As I continue “Just Sitting” – my Zazen practice – I remain intrigued by what it’s doing, yet at the same time trying to be unattached from expectation that anything will come of it. This simple (and not so simple!) opening of the body, spirit and mind connects us directly to Source Energy, God, Spirit and when you think about it, that’s freak’n amazing!! I find myself more aware, looking to see what this silence will bring.
Most of the time I find it difficult not to think, and simply concentrate on my breathing. The mind, the ego will not easily shut up. It does NOT want to give up control! Yet, what a relief it is to stop the incessant chatter within! I can only imagine what this must do to the brain. I can’t help but believe that in the process of this silence of the mind, the brain is literally making new connections. I am convinced that in this silence I am more lined up with Source, and Divine will becomes my will. In this silence the ego is shut up and I somehow feel more directly connected to God – I let go of control. I get out of the way. Maybe that’s what “let go, and let God” means. Normally when I give up control, I find myself, at least apprehensive, if not downright fearful. Yet as a result of this silence I find myself looking forward in hopeful expectation to see what will unfold in my life – and that of the world (because it‘s not just about my life, but affecting the world). Instead of a problem to be solved, life is becoming a Mystery to be lived. I look forward to the journey!
The other day I was made aware of a movie called “Into Great Silence.” It is a documentary film directed by Phillip Groning which portrays the lives of the Carthusian Monks of the Grande Charteuse Monastery high in the French Alps. It’s known to be one of the most austere monasteries. I imagine that many people might be bored out of their minds by this movie, as it definitely takes one “into great silence,” as its title suggests. The movie is around two and a half hours long and most of it is silence. It simply shows the monks in their day to day lives – without offering commentary or explanation. These monks do not talk, except when they are in common prayer and once a week after a meal on Sundays. So it’s quiet! Disturbingly so! Yet, . . . Refreshingly so. Talk about counter-cultural!
After watching this movie I wondered how much we may all be seduced away from the silence by the incessant, and sometimes, unnoticeable noise all around us. I wonder if all the noise that surrounds us, or that we choose to be surrounded by – lulls us into a dull sense of living, and ultimately – in our society – a crisis of meaning.
When I enter into the silence, which is initially disturbing, I am lead to a greater sense of myself, a more peaceful place and, in the process, I become a more compassionate presence in the world. It is nothing short of hard work to stay with silence, but I am becoming more and more conscious of the tremendous difference it makes in my life and work. I feel as if I am slowly being seduced by it. In entering the silence I give up control to a Higher Power, which is initially disturbing. But now I am intrigued by it, curious and interested to see what happens. And something is happening. I don’t quite know what it is, but I know it’s good.

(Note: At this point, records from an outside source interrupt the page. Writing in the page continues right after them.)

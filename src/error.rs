use thiserror::Error;

/// Errors that can occur while currying or applying a function.
#[derive(Debug, Clone, PartialEq, Eq, Error)]
pub enum CurryError {
    /// The curry target is not something that can be curried.
    #[error("invalid argument: {0}")]
    InvalidArgument(String),

    /// A target function was applied to values it cannot operate on.
    #[error("type mismatch: cannot apply `{op}` to {left} and {right}")]
    TypeMismatch {
        op: &'static str,
        left: &'static str,
        right: &'static str,
    },

    /// A fixed-arity function was handed the wrong number of arguments.
    #[error("`{name}` takes {expected} arguments, got {got}")]
    ArityMismatch {
        name: String,
        expected: usize,
        got: usize,
    },

    /// The chain already produced its value and cannot take more arguments.
    #[error("curried function was already satisfied")]
    AlreadySatisfied,
}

“They that hope in God will renew their strength, they will soar as with eagles’ wings; they will run and not grow weary, walk and not grow faint.”
Tired of trying to do it all yourself?
When I look back on my life I see that I am most happy when I have surrendered to a Power greater than myself, when I have stopped trying to control my life or someone else’s. I quickly get insane when I try to control or when I cling to another. When I let go and allow a Power greater than myself to take care of that person I’m worried about, or those things within my own life about which I’m concerned, then life takes on a much more peaceful feel.
So how can I let go? How can I surrender? Ask this Power to direct my thinking. Talk out my actions and motivations with trusted people. Then simply just put one foot in front of the other and do the next right thing. That usually does it for me.
It is when I am doing these things that my energy begins to increase and I find myself a much happier person, running and not growing weary!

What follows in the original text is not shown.